AVAILABLE DATA:
//! Dependency reconciliation
//!
//! The scanner hands every external import it saw to a [`Reconciler`], which
//! filters out packages the project already declares or ships as baseline
//! dependencies and asks a [`DependencyInstaller`] for the rest.

pub mod package_json;
pub mod reconcile;

use crate::runtime::PackageManager;
use std::collections::BTreeSet;

pub use package_json::{PackageJson, PackageJsonError, PROJECT_SCRIPTS};
pub use reconcile::{package_name, ReconcileReport, Reconciler};

/// What happened to one requested package
#[derive(Debug, Clone, PartialEq, Eq)]
pub enum InstallStatus {
    Installed,
    /// Reported only; nothing was launched
    Planned,
    Failed(String),
}

#[derive(Debug, Clone, PartialEq, Eq)]
pub struct InstallOutcome {
    pub package: String,
    pub status: InstallStatus,
}

impl InstallOutcome {
    pub fn is_failure(&self) -> bool {
        matches!(self.status, InstallStatus::Failed(_))
    }
}

/// Capability to make packages available to the project
pub trait DependencyInstaller {
    /// Install every package in `packages`, returning one outcome per package.
    /// A failure for one package must not prevent attempts for the others.
    fn ensure_installed(&mut self, packages: &BTreeSet<String>) -> Vec<InstallOutcome>;
}

impl<T: DependencyInstaller + ?Sized> DependencyInstaller for Box<T> {
    fn ensure_installed(&mut self, packages: &BTreeSet<String>) -> Vec<InstallOutcome> {
        (**self).ensure_installed(packages)
    }
}

/// Installs the latest version of each package, one package manager call per package
pub struct PackageManagerInstaller {
    manager: PackageManager,
}

impl PackageManagerInstaller {
    pub fn new(manager: PackageManager) -> Self {
        Self { manager }
    }
}

impl DependencyInstaller for PackageManagerInstaller {
    fn ensure_installed(&mut self, packages: &BTreeSet<String>) -> Vec<InstallOutcome> {
        packages
            .iter()
            .map(|package| {
                let status = match self.manager.install_latest(package) {
                    Ok(_) => {
                        tracing::info!(%package, "installed dependency");
                        InstallStatus::Installed
                    }
                    Err(e) => {
                        tracing::warn!(%package, error = %e, "failed to install dependency");
                        InstallStatus::Failed(e.to_string())
                    }
                };
                InstallOutcome {
                    package: package.clone(),
                    status,
                }
            })
            .collect()
    }
}

/// Reports what would be installed without launching anything
#[derive(Debug, Default)]
pub struct DryRunInstaller;

impl DependencyInstaller for DryRunInstaller {
    fn ensure_installed(&mut self, packages: &BTreeSet<String>) -> Vec<InstallOutcome> {
        packages
            .iter()
            .map(|package| InstallOutcome {
                package: package.clone(),
                status: InstallStatus::Planned,
            })
            .collect()
    }
}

TASK TO CARRY OUT: Search the entries for the word "packages" and copy every line that has it.

RESPONSE TO THIS TASK:
//! filters out packages the project already declares or ships as baseline
/// Capability to make packages available to the project
    /// Install every package in `packages`, returning one outcome per package.
    fn ensure_installed(&mut self, packages: &BTreeSet<String>) -> Vec<InstallOutcome>;
    fn ensure_installed(&mut self, packages: &BTreeSet<String>) -> Vec<InstallOutcome> {
        (**self).ensure_installed(packages)
    fn ensure_installed(&mut self, packages: &BTreeSet<String>) -> Vec<InstallOutcome> {
        packages
    fn ensure_installed(&mut self, packages: &BTreeSet<String>) -> Vec<InstallOutcome> {
        packages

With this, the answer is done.